You are a newcomer to Canada, and establishing your career is one of your top priorities upon arrival. It's important for you not to get sidetracked by the stress of finding housing and getting settled, or the demand to learn English and adapt to a new way of life. To set your Canadian career in motion, you need a career success plan.

An effective career plan is a roadmap to your career success.  It outlines the steps you need to take to reach your career goals through education, training, accreditation, professional development courses, and networking.

For skilled newcomers, who bring international training to Canada from their countries of origin, the thought of returning to school can be overwhelming. The notion of "right away" may outweigh their motivation to study and contribute to the Canadian workforce. This is where skills programs present an opportunity for new immigrants in Canada to maintain their basic level of employment or advance their careers through further education.

When it comes to finding employment in Canada, a new immigrant can face challenges. How do you stand out from the crowd — make yourself more visible? And, what are the first steps that you need to take to ensure you can find your way in a new country? Don’t worry — this is where we come in! We have put together four strategies that can help you on your journey to success.

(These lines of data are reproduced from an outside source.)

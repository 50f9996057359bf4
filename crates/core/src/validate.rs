//! Strict profile-URL validation.
//!
//! The only accepted shape is `https://x.com/<handle>` where the handle is
//! 1–15 letters, digits or underscores. Everything else is rejected with a
//! reason specific enough to fix the input, because the error text is the
//! only feedback the user gets.

use regex::Regex;
use std::sync::LazyLock;

/// Canonical profile domain.
pub const PROFILE_DOMAIN: &str = "x.com";

static HANDLE_RE: LazyLock<Regex> = LazyLock::new(|| {
    Regex::new(r"^[A-Za-z0-9_]{1,15}$").expect("handle regex should compile")
});

#[derive(Debug, Clone, thiserror::Error, PartialEq, Eq)]
pub enum ProfileUrlError {
    #[error("URL must not be empty")]
    Empty,
    #[error("enter the full URL, not the @handle shorthand (expected https://x.com/handle)")]
    HandleShorthand,
    #[error("URL is missing a scheme, expected https://x.com/handle")]
    MissingScheme,
    #[error("use https:// (http:// is not supported)")]
    InsecureScheme,
    #[error("unsupported scheme {0}://, use https://")]
    UnsupportedScheme(String),
    #[error("use the x.com domain (twitter.com is not supported)")]
    TwitterDomain,
    #[error("use the x.com domain without the www prefix")]
    WwwSubdomain,
    #[error("domain must be x.com (got {0})")]
    WrongDomain(String),
    #[error("URL must not carry an explicit port (:{0})")]
    PortPresent(String),
    #[error("URL must not contain query parameters (anything after ?)")]
    QueryPresent,
    #[error("URL must not contain a fragment (anything after #)")]
    FragmentPresent,
    #[error("URL must not end with a slash")]
    TrailingSlash,
    #[error("missing username, enter the full profile URL (like https://x.com/elonmusk)")]
    MissingHandle,
    #[error("URL contains extra path segments (like /media or /likes), keep only the profile root")]
    ExtraPathSegments,
    #[error("username too long (at most 15 characters, got {0})")]
    HandleTooLong(usize),
    #[error("username contains invalid characters: {0} (only letters, digits and underscore)")]
    HandleInvalidChars(String),
    #[error("invalid username (letters, digits and underscore, 1-15 characters)")]
    InvalidHandle,
}

/// Validate a raw profile URL and extract the account handle.
///
/// Pure and deterministic; accepts exactly `https://x.com/<handle>` with no
/// trailing slash, port, query, fragment or extra path segments.
pub fn parse_profile_url(input: &str) -> Result<String, ProfileUrlError> {
    let url = input.trim();
    if url.is_empty() {
        return Err(ProfileUrlError::Empty);
    }

    if url.starts_with('@') {
        return Err(ProfileUrlError::HandleShorthand);
    }

    let (scheme, rest) = match url.split_once("://") {
        Some((scheme, rest)) => (scheme.to_ascii_lowercase(), rest),
        None => return Err(ProfileUrlError::MissingScheme),
    };
    match scheme.as_str() {
        "https" => {}
        "http" => return Err(ProfileUrlError::InsecureScheme),
        other => return Err(ProfileUrlError::UnsupportedScheme(other.to_string())),
    }

    let authority_end = rest
        .find(['/', '?', '#'])
        .unwrap_or(rest.len());
    let authority = &rest[..authority_end];
    let after_authority = &rest[authority_end..];

    let (host, port) = match authority.split_once(':') {
        Some((host, port)) => (host, Some(port)),
        None => (authority, None),
    };
    let host_lower = host.to_ascii_lowercase();
    if host_lower != PROFILE_DOMAIN {
        return Err(match host_lower.as_str() {
            "twitter.com" | "www.twitter.com" => ProfileUrlError::TwitterDomain,
            "www.x.com" => ProfileUrlError::WwwSubdomain,
            _ => ProfileUrlError::WrongDomain(authority.to_string()),
        });
    }
    if let Some(port) = port {
        return Err(ProfileUrlError::PortPresent(port.to_string()));
    }

    // Split off fragment first, then query, so `?a#b` reports the query and
    // `#a?b` reports the fragment.
    let (before_fragment, fragment) = match after_authority.split_once('#') {
        Some((p, f)) => (p, Some(f)),
        None => (after_authority, None),
    };
    let (path, query) = match before_fragment.split_once('?') {
        Some((p, q)) => (p, Some(q)),
        None => (before_fragment, None),
    };
    if query.is_some() {
        return Err(ProfileUrlError::QueryPresent);
    }
    if fragment.is_some() {
        return Err(ProfileUrlError::FragmentPresent);
    }

    if path.len() > 1 && path.ends_with('/') {
        return Err(ProfileUrlError::TrailingSlash);
    }

    let handle = path.strip_prefix('/').unwrap_or(path);
    if handle.is_empty() {
        return Err(ProfileUrlError::MissingHandle);
    }
    if handle.contains('/') {
        return Err(ProfileUrlError::ExtraPathSegments);
    }

    if HANDLE_RE.is_match(handle) {
        return Ok(handle.to_string());
    }

    if handle.chars().count() > 15 {
        return Err(ProfileUrlError::HandleTooLong(handle.chars().count()));
    }
    let mut invalid: Vec<char> = handle
        .chars()
        .filter(|c| !c.is_ascii_alphanumeric() && *c != '_')
        .collect();
    invalid.sort_unstable();
    invalid.dedup();
    if !invalid.is_empty() {
        let listed = invalid
            .iter()
            .map(|c| c.to_string())
            .collect::<Vec<_>>()
            .join(", ");
        return Err(ProfileUrlError::HandleInvalidChars(listed));
    }
    Err(ProfileUrlError::InvalidHandle)
}

/// Render the canonical profile URL for a handle.
pub fn canonical_profile_url(handle: &str) -> String {
    format!("https://{PROFILE_DOMAIN}/{handle}")
}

1) Choose the right education pathway

Choosing the right education pathway is an important first step in Canada. Canada's demographic changes mean there is a growing interest in skilled immigration as well as immigration programs that can help newcomers get the education they need to earn their livings. There are many ways to enhance one's skills and knowledge in a professional setting. Some programs or courses are industry-specific, such as bridge training, virtual boot camps, or micro-credentials; others require significant time and money, like university degrees or college diplomas.

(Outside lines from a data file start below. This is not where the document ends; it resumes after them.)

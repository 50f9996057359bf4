pub mod client;
pub mod error;

pub use client::ApiClient;
pub use error::ApiError;
pub use xharvest_api;
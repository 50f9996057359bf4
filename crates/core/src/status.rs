use std::fmt;

use serde::{Deserialize, Serialize};

/// Lifecycle status of one account row's download task.
///
/// `Queued` and `Running` are *locked* states: while a row is locked its
/// handle and filter configuration are frozen, and destructive actions
/// require explicit confirmation. Every other status is unlocked and the
/// row can be reconfigured or restarted.
#[derive(Debug, Clone, Copy, PartialEq, Eq, Hash, Default, Serialize, Deserialize)]
pub enum TaskStatus {
    #[default]
    Idle,
    Queued,
    Running,
    Done,
    Failed,
    Cancelled,
}

impl TaskStatus {
    pub fn is_locked(self) -> bool {
        matches!(self, Self::Queued | Self::Running)
    }

    /// A run that has finished one way or another. Terminal only for the
    /// run itself — the row can always be restarted once unlocked.
    pub fn is_terminal(self) -> bool {
        matches!(self, Self::Done | Self::Failed | Self::Cancelled)
    }

    pub fn as_str(self) -> &'static str {
        match self {
            Self::Idle => "Idle",
            Self::Queued => "Queued",
            Self::Running => "Running",
            Self::Done => "Done",
            Self::Failed => "Failed",
            Self::Cancelled => "Cancelled",
        }
    }
}

impl fmt::Display for TaskStatus {
    fn fmt(&self, f: &mut fmt::Formatter<'_>) -> fmt::Result {
        f.write_str(self.as_str())
    }
}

2) Prioritize your career plan

When you are new to Canada and make the move from a country where your chosen career path is still emerging, it can be difficult to decide how best to balance your personal commitments with your professional success plans. It is important that you find a way to establish yourself in Canada so that you can align yourself with at least one profession which will allow you to earn enough money and offer an attractive lifestyle. You will also want to choose a suitable area within Canada's major cities where you can live happily with particular friends or family communities who are already established here or nearby.

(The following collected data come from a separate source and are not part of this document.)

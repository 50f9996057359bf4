mod clipboard;
mod collection;
mod config;
mod engine;
mod gating;
mod reconcile;
mod row;

use std::sync::Arc;
use std::time::Duration;

use anyhow::Result;
use tokio::io::AsyncBufReadExt;
use tokio::sync::{mpsc, watch};
use tracing::{error, info, warn};

use xharvest_api_client::ApiClient;

use crate::engine::{ControllerEvent, Engine, UiEffect, run_controller};

#[tokio::main]
async fn main() {
    tracing_subscriber::fmt()
        .with_env_filter(
            tracing_subscriber::EnvFilter::from_default_env()
                .add_directive("xharvest_controller=info".parse().unwrap())
                .add_directive(tracing::Level::WARN.into()),
        )
        .with_writer(std::io::stderr)
        .init();

    if let Err(e) = run().await {
        error!("Controller fatal error: {:#}", e);
        std::process::exit(1);
    }
}

async fn run() -> Result<()> {
    info!("xharvest-controller starting");

    let cfg = config::load_config()?;
    let client = Arc::new(ApiClient::new(
        &cfg.server.url,
        Duration::from_secs(cfg.server.request_timeout_secs),
    )?);
    info!("Backend: {}", client.base_url());

    let (events_tx, events_rx) = mpsc::unbounded_channel();
    let (effects_tx, effects_rx) = mpsc::unbounded_channel();
    let (shutdown_tx, shutdown_rx) = watch::channel(false);

    // Seed the credentials-configured flag; the rendering layer pushes
    // later changes as settings_changed events.
    match client.settings().await {
        Ok(settings) => {
            let _ = events_tx.send(ControllerEvent::SettingsChanged {
                settings: settings.into(),
            });
        }
        Err(e) => warn!("Settings unavailable at startup, actions stay gated: {e}"),
    }

    let controller_handle = tokio::spawn(run_controller(
        Arc::clone(&client),
        Engine::new(),
        events_rx,
        events_tx.clone(),
        effects_tx,
        shutdown_rx.clone(),
    ));

    let reconcile_handle = tokio::spawn(reconcile::run_reconciliation(
        Arc::clone(&client),
        Duration::from_secs(cfg.reconcile.poll_interval_secs.max(1)),
        events_tx.clone(),
        shutdown_rx.clone(),
    ));

    // The rendering layer attaches over stdio: one JSON event per input
    // line, one JSON effect per output line.
    let stdin_handle = tokio::spawn(read_events_from_stdin(events_tx, shutdown_rx));
    let stdout_handle = tokio::spawn(write_effects_to_stdout(effects_rx));

    wait_for_shutdown().await;

    info!("Shutdown signal received, stopping...");
    let _ = shutdown_tx.send(true);

    let _ = controller_handle.await;
    let _ = reconcile_handle.await;
    stdin_handle.abort();
    stdout_handle.abort();

    info!("xharvest-controller stopped");
    Ok(())
}

/// Parse newline-delimited JSON events from stdin and feed the controller.
async fn read_events_from_stdin(
    events: mpsc::UnboundedSender<ControllerEvent>,
    mut shutdown: watch::Receiver<bool>,
) {
    let mut lines = tokio::io::BufReader::new(tokio::io::stdin()).lines();
    loop {
        tokio::select! {
            line = lines.next_line() => {
                match line {
                    Ok(Some(line)) => {
                        let line = line.trim();
                        if line.is_empty() {
                            continue;
                        }
                        match serde_json::from_str::<ControllerEvent>(line) {
                            Ok(event) => {
                                if events.send(event).is_err() {
                                    break;
                                }
                            }
                            Err(e) => warn!("Ignoring malformed event: {e}"),
                        }
                    }
                    Ok(None) => {
                        info!("stdin closed");
                        break;
                    }
                    Err(e) => {
                        warn!("stdin read error: {e}");
                        break;
                    }
                }
            }
            _ = shutdown.changed() => {
                if *shutdown.borrow() {
                    break;
                }
            }
        }
    }
}

/// Emit effects as newline-delimited JSON on stdout.
async fn write_effects_to_stdout(mut effects: mpsc::UnboundedReceiver<UiEffect>) {
    while let Some(effect) = effects.recv().await {
        match serde_json::to_string(&effect) {
            Ok(line) => println!("{line}"),
            Err(e) => warn!("Could not serialize effect: {e}"),
        }
    }
}

/// Wait for SIGTERM or SIGINT.
async fn wait_for_shutdown() {
    #[cfg(unix)]
    {
        use tokio::signal::unix::{SignalKind, signal};
        let mut sigterm = signal(SignalKind::terminate()).expect("Failed to register SIGTERM");
        let mut sigint = signal(SignalKind::interrupt()).expect("Failed to register SIGINT");
        tokio::select! {
            _ = sigterm.recv() => {}
            _ = sigint.recv() => {}
        }
    }

    #[cfg(not(unix))]
    {
        let _ = tokio::signal::ctrl_c().await;
    }
}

3) Put technology to work for you

Technology is the way that we get things done in this day and age. And the more technology we have, the better our professional goals will be met. Whether you’re looking to develop your career success plan or even just want to use new technology resources in your job, mobile apps and career planning tools can help you along the way. The Government of Canada offers several tools on its website that make it easier for anyone to gain a better understanding of their areas of interest and skills and to set goals for improving their education, career development, and professional goals.

4) Have a financial plan

Financial planning is a crucial part of any career success plan. Without the money you need to pay for the training or education that's important to your career success plan, you won't be able to achieve your desired goals. That's why it's essential to develop your financial plans alongside your career goals. The good news is there are many free financial planning templates available that can help you create yours. Grants from provincial and federal governments, as well as affordable loans from local credit unions, are both readily available for skilled newcomers looking to get licensed in Canada. There are many sources of funding available to assist newcomers who want to become licensed and accredited professionals in Canada. Some of these sources include grants and financing through student loans, employer support as well as a variety of government, industry, and corporate sponsorship.